** Task item **
Below is a block of records. Copy every line in it that contains the word "bool".

☆ ☆ ☆ ☆ ☆

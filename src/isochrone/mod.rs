//! # Stellar isochrones
//!
//! Overview
//! -----------------
//! An isochrone model grid (e.g. PARSEC/CMD 3.7 output exported as CSV) holds one row
//! per (metallicity, age, initial mass) with:
//!
//! * `Zini` – initial metallicity,
//! * a `logAge` column – decimal log of the age in years,
//! * `label` – evolutionary-stage code (0 = pre-main sequence, 1 = main sequence,
//!   2 = sub-giant branch, 3 = red giant branch, …),
//! * `<FILTER>mag` – absolute magnitude in each filter (e.g. `F115Wmag`).
//!
//! [`IsochroneGrid::select`] extracts the [`IsochroneTrack`]s matching an
//! [`IsochroneQuery`] (age, metallicity, label range) and projects them into the
//! observed CMD of a [`FilterSet`] with an [`IsochroneProjection`] (per-band
//! extinction and distance modulus). Tracks are immutable once built.
use camino::Utf8Path;
use itertools::Itertools;
use log::debug;
use std::io::Read;

use crate::{
    catalog::{FilterSet, PhotometryTable},
    cmd_errors::CmdError,
    cmd_space::CmdPoint,
    constants::{Color, LogAge, Magnitude, Metallicity, ISOCHRONE_GAP_MAG},
    conversion::{age_label, normalize_filter},
    extinction::BandExtinction,
};

/// Selection of tracks in a model grid.
#[derive(Debug, Clone, PartialEq)]
pub struct IsochroneQuery {
    /// Target log age.
    pub log_age: LogAge,
    /// Number of decimals the grid ages are rounded to before comparison.
    pub age_decimals: u32,
    /// Target metallicity; `None` keeps every metallicity of the grid.
    pub metallicity: Option<Metallicity>,
    /// Inclusive range of evolutionary-stage labels.
    pub label_range: (i32, i32),
}

impl IsochroneQuery {
    pub fn new(log_age: LogAge) -> Self {
        IsochroneQuery {
            log_age,
            age_decimals: 1,
            metallicity: None,
            label_range: (0, 10),
        }
    }

    pub fn with_metallicity(mut self, metallicity: Metallicity) -> Self {
        self.metallicity = Some(metallicity);
        self
    }

    pub fn with_labels(mut self, label_min: i32, label_max: i32) -> Self {
        self.label_range = (label_min, label_max);
        self
    }

    pub fn with_age_decimals(mut self, decimals: u32) -> Self {
        self.age_decimals = decimals;
        self
    }

    fn matches_age(&self, log_age: f64) -> bool {
        let scale = 10f64.powi(self.age_decimals as i32);
        ((log_age * scale).round() / scale - self.log_age).abs() < 1e-9
    }

    fn matches_metallicity(&self, z: f64) -> bool {
        self.metallicity.map_or(true, |met| (z - met).abs() <= 1e-9)
    }

    fn matches_label(&self, label: i32) -> bool {
        label >= self.label_range.0 && label <= self.label_range.1
    }
}

/// Shift from absolute model magnitudes to the observed CMD.
#[derive(Debug, Clone, Copy, PartialEq)]
pub struct IsochroneProjection {
    pub extinction: BandExtinction,
    pub distance_modulus: f64,
}

impl IsochroneProjection {
    pub fn new(extinction: BandExtinction, distance_modulus: f64) -> Self {
        IsochroneProjection {
            extinction,
            distance_modulus,
        }
    }

    /// Distance only, no extinction.
    pub fn unreddened(distance_modulus: f64) -> Self {
        IsochroneProjection::new(BandExtinction::default(), distance_modulus)
    }
}

/// One point of a projected isochrone.
#[derive(Debug, Clone, Copy, PartialEq, serde::Serialize)]
pub struct IsochronePoint {
    pub label: i32,
    /// Reddened colour.
    pub color: Color,
    /// Reddened apparent magnitude.
    pub magnitude: Magnitude,
    /// Model absolute magnitude in the magnitude-axis filter.
    pub absolute_magnitude: Magnitude,
}

impl IsochronePoint {
    pub fn cmd(&self) -> CmdPoint {
        CmdPoint::new(self.color, self.magnitude)
    }
}

/// Brightest point of a track (tip of the giant branch for old populations).
#[derive(Debug, Clone, Copy, PartialEq, serde::Serialize)]
pub struct TrackTip {
    pub absolute_magnitude: Magnitude,
    pub color: Color,
    pub magnitude: Magnitude,
}

#[derive(Debug, Clone, PartialEq, serde::Serialize)]
pub struct IsochroneTrack {
    pub log_age: LogAge,
    pub metallicity: Metallicity,
    points: Vec<IsochronePoint>,
}

impl IsochroneTrack {
    pub fn new(log_age: LogAge, metallicity: Metallicity, points: Vec<IsochronePoint>) -> Self {
        IsochroneTrack {
            log_age,
            metallicity,
            points,
        }
    }

    pub fn points(&self) -> &[IsochronePoint] {
        &self.points
    }

    pub fn len(&self) -> usize {
        self.points.len()
    }

    pub fn is_empty(&self) -> bool {
        self.points.is_empty()
    }

    pub fn cmd_points(&self) -> Vec<CmdPoint> {
        self.points.iter().map(IsochronePoint::cmd).collect()
    }

    /// Readable age, e.g. `"1.0 Gyr"`.
    pub fn age_label(&self) -> String {
        age_label(self.log_age)
    }

    /// Brightest point of the track, `None` if the track is empty.
    pub fn tip(&self) -> Option<TrackTip> {
        self.points
            .iter()
            .min_by(|a, b| a.magnitude.total_cmp(&b.magnitude))
            .map(|p| TrackTip {
                absolute_magnitude: p.absolute_magnitude,
                color: p.color,
                magnitude: p.magnitude,
            })
    }

    /// Split the track where the magnitude jumps by at least `max_jump` toward faint
    /// magnitudes, so that separate branches are not drawn as one line.
    pub fn segments(&self, max_jump: f64) -> Vec<&[IsochronePoint]> {
        let mut segments = Vec::new();
        let mut start = 0;
        for i in 1..self.points.len() {
            let jump = self.points[i].magnitude - self.points[i - 1].magnitude;
            if !(jump < max_jump) {
                segments.push(&self.points[start..i]);
                start = i;
            }
        }
        if start < self.points.len() {
            segments.push(&self.points[start..]);
        }
        segments
    }

    /// [`segments`](IsochroneTrack::segments) with the default 1 mag gap.
    pub fn branches(&self) -> Vec<&[IsochronePoint]> {
        self.segments(ISOCHRONE_GAP_MAG)
    }
}

#[derive(Debug, Clone, PartialEq)]
pub struct IsochroneGrid {
    table: PhotometryTable,
    age_column: String,
    metallicity_column: String,
}

impl IsochroneGrid {
    /// Wrap an already loaded table, locating the `logAge` and `Zini` columns.
    pub fn new(table: PhotometryTable) -> Result<Self, CmdError> {
        let find = |key: &str| -> Result<String, CmdError> {
            let key_lower = key.to_ascii_lowercase();
            table
                .headers()
                .iter()
                .find(|h| h.eq_ignore_ascii_case(key))
                .or_else(|| {
                    table
                        .headers()
                        .iter()
                        .find(|h| h.to_ascii_lowercase().contains(&key_lower))
                })
                .cloned()
                .ok_or_else(|| CmdError::MissingColumn(key.to_string()))
        };

        let age_column = find("logAge")?;
        let metallicity_column = find("Zini")?;
        table.column("label")?;

        Ok(IsochroneGrid {
            table,
            age_column,
            metallicity_column,
        })
    }

    pub fn from_csv_path(path: &Utf8Path) -> Result<Self, CmdError> {
        let grid = IsochroneGrid::new(PhotometryTable::from_csv_path(path)?)?;
        debug!("loaded isochrone grid {path}: {} rows", grid.table.len());
        Ok(grid)
    }

    pub fn from_csv_reader<R: Read>(reader: R) -> Result<Self, CmdError> {
        IsochroneGrid::new(PhotometryTable::from_csv_reader(reader)?)
    }

    pub fn len(&self) -> usize {
        self.table.len()
    }

    pub fn is_empty(&self) -> bool {
        self.table.is_empty()
    }

    /// Distinct metallicities of the grid, sorted.
    pub fn metallicities(&self) -> Result<Vec<Metallicity>, CmdError> {
        Ok(self
            .table
            .column(&self.metallicity_column)?
            .iter()
            .copied()
            .sorted_by(f64::total_cmp)
            .dedup()
            .collect())
    }

    /// Absolute magnitude column of a filter (`<FILTER>mag`).
    pub fn magnitude(&self, filter: &str) -> Result<&[f64], CmdError> {
        let name = format!("{}mag", normalize_filter(filter));
        self.table
            .column(&name)
            .map_err(|_| CmdError::UnknownFilter(format!("{filter} (no isochrone column {name})")))
    }

    /// Extract the tracks matching a query, one per metallicity, projected in the CMD.
    ///
    /// Arguments
    /// -----------------
    /// * `query`: age, metallicity and label selection
    /// * `filters`: the CMD filters
    /// * `projection`: per-band extinction and distance modulus
    ///
    /// Return
    /// ----------
    /// * The tracks sorted by metallicity, each with its rows in grid order. An empty
    ///   vector when nothing matches.
    pub fn select(
        &self,
        query: &IsochroneQuery,
        filters: &FilterSet,
        projection: &IsochroneProjection,
    ) -> Result<Vec<IsochroneTrack>, CmdError> {
        if query.label_range.0 > query.label_range.1 {
            return Err(CmdError::InvalidParameter(format!(
                "label range {:?} is empty",
                query.label_range
            )));
        }

        let ages = self.table.column(&self.age_column)?;
        let zs = self.table.column(&self.metallicity_column)?;
        let labels = self.table.column("label")?;
        let blue = self.magnitude(&filters.blue)?;
        let red = self.magnitude(&filters.red)?;
        let mag = self.magnitude(&filters.magnitude)?;
        let ext = projection.extinction;

        let tracks = (0..self.table.len())
            .filter(|&i| {
                query.matches_age(ages[i])
                    && query.matches_metallicity(zs[i])
                    && query.matches_label(labels[i].round() as i32)
            })
            .map(|i| {
                let point = IsochronePoint {
                    label: labels[i].round() as i32,
                    color: (blue[i] + ext.blue) - (red[i] + ext.red),
                    magnitude: mag[i] + ext.magnitude + projection.distance_modulus,
                    absolute_magnitude: mag[i],
                };
                (zs[i], point)
            })
            .into_group_map_by(|(z, _)| z.to_bits())
            .into_iter()
            .map(|(bits, rows)| {
                let points = rows.into_iter().map(|(_, p)| p).collect();
                IsochroneTrack::new(query.log_age, f64::from_bits(bits), points)
            })
            .sorted_by(|a, b| a.metallicity.total_cmp(&b.metallicity))
            .collect_vec();

        debug!(
            "isochrone selection log_age={} Z={:?}: {} track(s)",
            query.log_age,
            query.metallicity,
            tracks.len()
        );
        Ok(tracks)
    }
}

☆ ☆ ☆ ☆ ☆

** Solution below **
    fn matches_age(&self, log_age: f64) -> bool {
    fn matches_metallicity(&self, z: f64) -> bool {
    fn matches_label(&self, label: i32) -> bool {
    pub fn is_empty(&self) -> bool {
    pub fn is_empty(&self) -> bool {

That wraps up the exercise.